One of the reasons developer avoid puting any logic in the database is because it's a pain to move that logic from a file (storred in git) to the environment (the database) where it is executed. In many ways it's similar to the workflow you have when developing in a compile language like C/Java/Go where is an aditional step, compiling, before you can see the code in action. But it databases it's a bit worse because it's not as easey to move that code as a one line command to compile a C program.
This is the reason we developed the subzero-cli. The goal is to make the development workflow for writing code that lives in the databse (tables/views/stored procedures/...) as close as possible to the workflow of a Ruby/PHP/Node developer. We want to be able to just save a (sql) file and have that logic immediatly running in the database, ready for you to execute. While moving SQL code from files to the database is a core feature, subzero-cli
does a lot more, it will also do the same thing for nginx configs and lua code (running in nginx). It will also give you a nice interface to look at the logs of each component of the stack and see the result of a REST call to the api in addition to creating and managing your database migrations.

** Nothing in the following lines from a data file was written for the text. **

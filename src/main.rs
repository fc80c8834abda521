use clap::Parser;
use colored::Colorize;
use miette::Result;
use std::path::PathBuf;
use tracing::info;

use refscan::config::{Config, RulesConfig};
use refscan::discovery::FileFinder;
use refscan::engine;
use refscan::metrics;
use refscan::parser::parse_workspace;
use refscan::report::{ReportFormat, Reporter};
use refscan::semantic::{SourceIndex, Workspace};

/// refscan - Unused-declaration detection for JavaScript/TypeScript
#[derive(Parser, Debug)]
#[command(name = "refscan")]
#[command(author, version, about, long_about = None)]
struct Cli {
    /// Path to the project directory to analyze
    #[arg(default_value = ".")]
    path: PathBuf,

    /// Path to configuration file
    #[arg(short, long)]
    config: Option<PathBuf>,

    /// Target directories to analyze (can be specified multiple times)
    #[arg(short, long)]
    target: Vec<PathBuf>,

    /// Patterns to exclude (can be specified multiple times)
    #[arg(short, long)]
    exclude: Vec<String>,

    /// Output format (overrides the config file)
    #[arg(short, long, value_enum)]
    format: Option<OutputFormat>,

    /// Output file (for json/sarif formats)
    #[arg(short, long)]
    output: Option<PathBuf>,

    /// Rules to run, by declaration target (comma-separated or repeated);
    /// overrides the [rules] toggles in the config file
    #[arg(short, long, value_enum, value_delimiter = ',')]
    rules: Vec<RuleTarget>,

    /// Print type metrics as JSON instead of running rules
    #[arg(long)]
    metrics: bool,

    /// Verbose output
    #[arg(short, long)]
    verbose: bool,

    /// Only log errors
    #[arg(short, long)]
    quiet: bool,
}

#[derive(clap::ValueEnum, Clone, Copy, Debug)]
enum RuleTarget {
    Variable,
    Function,
    Class,
    Field,
    Method,
}

#[derive(clap::ValueEnum, Clone, Debug, Default)]
enum OutputFormat {
    #[default]
    Terminal,
    Json,
    Sarif,
}

impl From<OutputFormat> for ReportFormat {
    fn from(format: OutputFormat) -> Self {
        match format {
            OutputFormat::Terminal => ReportFormat::Terminal,
            OutputFormat::Json => ReportFormat::Json,
            OutputFormat::Sarif => ReportFormat::Sarif,
        }
    }
}

#[tokio::main]
async fn main() -> Result<()> {
    let cli = Cli::parse();

    init_logging(cli.verbose, cli.quiet);

    info!("refscan v{}", env!("CARGO_PKG_VERSION"));

    let config = load_config(&cli)?;
    let workspace = parse_project(&config, &cli)?;

    if cli.metrics {
        let metrics = metrics::collect(&workspace);
        println!(
            "{}",
            serde_json::to_string_pretty(&metrics).map_err(|e| miette::miette!("{e}"))?
        );
        return Ok(());
    }

    let rules = engine::enabled_rules(&config);
    let index = SourceIndex::build(&workspace);
    let findings = engine::run_rules(&rules, &index, &workspace).await;

    let reporter = Reporter::new(report_format(&cli, &config), cli.output.clone())
        .with_snippets(config.report.show_snippets);
    reporter.report(&findings)?;

    if !findings.is_empty() {
        info!("{} findings reported", findings.len());
    }
    Ok(())
}

/// Discover and parse all analyzable sources
fn parse_project(config: &Config, cli: &Cli) -> Result<Workspace> {
    let finder = FileFinder::new(config);
    let roots = if config.targets.is_empty() {
        vec![cli.path.clone()]
    } else {
        config.targets.clone()
    };

    let mut files = Vec::new();
    for root in &roots {
        files.extend(finder.find(root)?);
    }

    if files.is_empty() {
        println!("{}", "No analyzable source files found.".yellow());
    }
    parse_workspace(files)
}

fn report_format(cli: &Cli, config: &Config) -> ReportFormat {
    match &cli.format {
        Some(format) => format.clone().into(),
        None => match config.report.format.as_str() {
            "json" => ReportFormat::Json,
            "sarif" => ReportFormat::Sarif,
            _ => ReportFormat::Terminal,
        },
    }
}

fn init_logging(verbose: bool, quiet: bool) {
    use tracing_subscriber::{fmt, EnvFilter};

    let filter = if quiet {
        EnvFilter::new("error")
    } else if verbose {
        EnvFilter::new("debug")
    } else {
        EnvFilter::new("info")
    };

    fmt().with_env_filter(filter).with_target(false).init();
}

fn load_config(cli: &Cli) -> Result<Config> {
    let mut config = if let Some(config_path) = &cli.config {
        Config::from_file(config_path)?
    } else {
        Config::from_default_locations(&cli.path)?
    };

    // CLI arguments override file values
    if !cli.target.is_empty() {
        config.targets = cli.target.clone();
    }
    if !cli.exclude.is_empty() {
        config.exclude.extend(cli.exclude.iter().cloned());
    }
    if !cli.rules.is_empty() {
        let mut rules = RulesConfig {
            unused_variable: false,
            unused_function: false,
            unused_class: false,
            unused_field: false,
            unused_method: false,
        };
        for target in &cli.rules {
            match target {
                RuleTarget::Variable => rules.unused_variable = true,
                RuleTarget::Function => rules.unused_function = true,
                RuleTarget::Class => rules.unused_class = true,
                RuleTarget::Field => rules.unused_field = true,
                RuleTarget::Method => rules.unused_method = true,
            }
        }
        config.rules = rules;
    }

    Ok(config)
}
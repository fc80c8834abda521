mod file_finder;

pub use file_finder::{FileFinder, FileType, SourceFile};
//! refscan - Unused-declaration detection for JavaScript/TypeScript
//!
//! This library provides a static-analysis rule engine that flags declared
//! symbols which are never genuinely read.
//!
//! # Architecture
//!
//! The analysis pipeline consists of:
//! 1. **File Discovery** - Find all .js, .ts, and .tsx files
//! 2. **Parsing** - Parse source files using tree-sitter
//! 3. **Indexing** - Build a name-based reference index of declarations
//! 4. **Rule Evaluation** - Run evaluation rules against declaration nodes
//! 5. **Reporting** - Output findings in various formats

pub mod analysis;
pub mod config;
pub mod discovery;
pub mod engine;
pub mod metrics;
pub mod parser;
pub mod race;
pub mod report;
pub mod rules;
pub mod semantic;

pub use analysis::{Classification, ReferenceClassifier};
pub use config::Config;
pub use discovery::FileFinder;
pub use engine::run_rules;
pub use metrics::{MemberMetric, TypeCoupling, TypeMetric};
pub use race::first_match;
pub use report::{Finding, ReportFormat, Reporter};
pub use rules::{EvaluationResult, Rule, RuleDescriptor, UnusedCodeRule};
pub use semantic::{
    ReferenceLocation, ReferencedSymbol, SemanticProvider, SourceIndex, Symbol, SymbolKind,
    Workspace,
};
//! Integration tests for the first-match racer

use refscan::race::first_match;
use std::time::Duration;
use tokio::time::{sleep, Instant};

async fn after(delay_ms: u64, value: i32) -> i32 {
    sleep(Duration::from_millis(delay_ms)).await;
    value
}

#[tokio::test(start_paused = true)]
async fn returns_a_satisfying_value_never_a_rejected_one() {
    // 1 completes first but fails the predicate; the result must be one of
    // the satisfying values, whichever finishes first.
    let operations = vec![after(1, 1), after(10, 2), after(20, 3)];
    let result = first_match(operations, |x| *x > 1).await;

    assert!(matches!(result, Some(2) | Some(3)), "got {result:?}");
}

#[tokio::test(start_paused = true)]
async fn returns_without_waiting_for_slow_operations() {
    let start = Instant::now();
    let operations = vec![after(1, 1), after(10, 2), after(60_000, 3)];
    let result = first_match(operations, |x| *x > 1).await;

    assert_eq!(result, Some(2));
    assert!(
        start.elapsed() < Duration::from_secs(60),
        "race waited for the slow operation"
    );
}

#[tokio::test(start_paused = true)]
async fn no_satisfying_value_yields_none_after_all_complete() {
    let start = Instant::now();
    let operations = vec![after(1, 1), after(10, 2), after(20, 3)];
    let result = first_match(operations, |x| *x > 10).await;

    assert_eq!(result, None);
    // The verdict requires every completion.
    assert!(start.elapsed() >= Duration::from_millis(20));
}

#[tokio::test]
async fn empty_operation_set_is_immediately_none() {
    let operations: Vec<std::future::Ready<i32>> = Vec::new();
    assert_eq!(first_match(operations, |x| *x > 0).await, None);
}

#[tokio::test(start_paused = true)]
async fn completion_order_beats_submission_order() {
    // Submitted as 2-then-3, but 3 finishes first and wins.
    let operations = vec![after(50, 2), after(1, 3)];
    let result = first_match(operations, |x| *x > 1).await;

    assert_eq!(result, Some(3));
}

#[tokio::test(start_paused = true)]
async fn non_matching_completions_are_discarded_and_race_continues() {
    let operations = vec![after(1, -5), after(5, -2), after(10, 7)];
    let result = first_match(operations, |x| *x > 0).await;

    assert_eq!(result, Some(7));
}
// Reference classification: write-only assignment target vs. genuine usage

use crate::semantic::{ReferenceLocation, Workspace};
use tree_sitter::Node;

/// What one reference location amounts to
#[derive(Debug, Clone, Copy, PartialEq, Eq)]
pub enum Classification {
    /// The location is solely the left side of a plain `=` assignment
    WriteOnly,
    /// Anything else - the symbol's value is (potentially) read here
    GenuineUsage,
}

/// Classifies reference locations by walking the enclosing syntax
///
/// Only the plain assignment operator is recognized as a write target.
/// Compound assignment (`+=`, `-=`, ...) and `++`/`--` are classified as
/// genuine usage; a symbol that is only ever incremented counts as used.
pub struct ReferenceClassifier<'w> {
    workspace: &'w Workspace,
}

impl<'w> ReferenceClassifier<'w> {
    pub fn new(workspace: &'w Workspace) -> Self {
        Self { workspace }
    }

    /// Classify one in-source reference location
    ///
    /// Starts at the syntactic leaf covering the location's span and walks
    /// parent links toward the root. Arriving at a plain
    /// `assignment_expression` through its `left` child means the location
    /// only ever receives a value. Pure and idempotent; a location whose
    /// unit or span cannot be resolved is conservatively a genuine usage.
    pub fn classify(&self, location: &ReferenceLocation) -> Classification {
        let Some(unit) = self.workspace.unit(location.unit) else {
            return Classification::GenuineUsage;
        };
        let Some(leaf) = unit.node_at(location.span) else {
            return Classification::GenuineUsage;
        };

        let mut node = leaf;
        while let Some(parent) = node.parent() {
            if is_plain_assignment(parent) && is_left_hand_side(parent, node) {
                return Classification::WriteOnly;
            }
            node = parent;
        }
        Classification::GenuineUsage
    }
}

fn is_plain_assignment(node: Node<'_>) -> bool {
    node.kind() == "assignment_expression"
}

fn is_left_hand_side(assignment: Node<'_>, child: Node<'_>) -> bool {
    assignment
        .child_by_field_name("left")
        .is_some_and(|left| left.id() == child.id())
}
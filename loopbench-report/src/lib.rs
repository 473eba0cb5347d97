#![warn(missing_docs)]
//! loopbench Report - Results and Summaries
//!
//! Generates the run-level outputs:
//! - `BenchmarkResults`, one record per scenario run
//! - Markdown-style text summary (`summary.txt`)
//! - JSON summary with host metadata (`summary.json`)

mod json;
mod report;
mod text;

pub use json::generate_json_summary;
pub use report::{
    BenchmarkResults, RunMeta, RunSummary, ScenarioRecord, ScenarioStatus, SystemInfo,
};
pub use text::{format_duration, generate_text_summary};
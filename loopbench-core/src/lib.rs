#![warn(missing_docs)]
//! loopbench Core - Capture Runtime
//!
//! This crate provides the pieces every benchmark run stands on:
//! - `CaptureBackend` / `CaptureDevice` traits, the seam to the capture library
//! - `FrameStream`, the bounded channel a capture session delivers frames through
//! - `PixelFormat` and `FormatInfo` for requested and negotiated formats
//! - Global allocator interceptor for memory accounting (`TrackingAllocator`)
//! - A V4L2 backend (feature `v4l2`) and a software `SyntheticBackend`

mod allocator;
mod capture;
mod format;
pub mod synthetic;
#[cfg(all(feature = "v4l2", target_os = "linux"))]
mod v4l2;

pub use allocator::{MemoryDelta, MemorySnapshot, TrackingAllocator, is_tracking, memory_snapshot};
pub use capture::{
    CaptureBackend, CaptureConfig, CaptureDevice, CaptureError, Delivery, FrameSender,
    FrameSource, FrameStream, frame_channel, spawn_producer,
};
pub use format::{FormatInfo, PixelFormat};
pub use synthetic::SyntheticBackend;
#[cfg(all(feature = "v4l2", target_os = "linux"))]
pub use v4l2::V4lBackend;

Check out how the whole thing looks (although you don't in the gif the process of saving the file).
Follow the install instructions.
If you won't be using for now the migrations
subcommand (which is used only when starting to move code to production) you can skip the dependencies step and just run npm install -g subzero-cli
and you are done.
In the root of your project (which is a clean version of the starter kit) execute this
docker-compose -d up db postgrest openresty
subzero dashboard
Notice how we chose to bring up only a subset of the stack components since we won't be using rabbitmq for now. In another terminal window, run the following command
curl http://localhost:8080/rest/todos?select=id,todo
# result
[{"id":1,"todo":"item_1"},{"id":3,"todo":"item_3"},{"id":6,"todo":"item_6"}]
Notice the result of this in each dashboard window/tab (OpenResty/PostgREST/PostgreSQL) each showing a log line of the event they registered. Probably the most interesting window for now will be PostgreSQL where you can see the actual queries that were executed for that REST call, which in this case look something like this (with a bit of formatting compared to the real thing)
LOG: execute 0: BEGIN ISOLATION LEVEL READ COMMITTED READ ONLY
LOG: statement: set local role 'anonymous';set local "request.jwt.claim.role" = 'anonymous';set local "request.header.host" = 'postgrest';set local "request.header.user-agent" = 'curl/7.43.0';set local "request.header.accept" = '*/*'; │
LOG: execute <unnamed>:
WITH pg_source AS (
SELECT "api"."todos"."id", "api"."todos"."todo" FROM "api"."todos"
)
SELECT
null AS total_result_set,
pg_catalog.count(_postgrest_t) AS page_total,
array[]::text[] AS header,
coalesce(array_to_json(array_agg(row_to_json(_postgrest_t))), '[]')::character varying AS body
FROM ( SELECT * FROM pg_source) _postgrest_t
LOG: execute 1: COMMIT
Now we'll change the todos
view.
Change this line
#before
select id, todo, private, (owner_id = request.user_id()) as mine from data.todo;
#after
select ('#' || id::text) as id, ('do this: ' || todo) as todo, private, (owner_id = request.user_id()) as mine from data.todo;
Save the file, then run the previous curl command
curl http://localhost:8080/rest/todos?select=id,todo
#result
[{"id":"#1","todo":"do this: item_1"},{"id":"#3","todo":"do this: item_3"},{"id":"#6","todo":"do this: item_6"}]
And that's the gist of it. You save our code, be that SQL/Lua/Nginx and it's immediatly running live in your dev stack.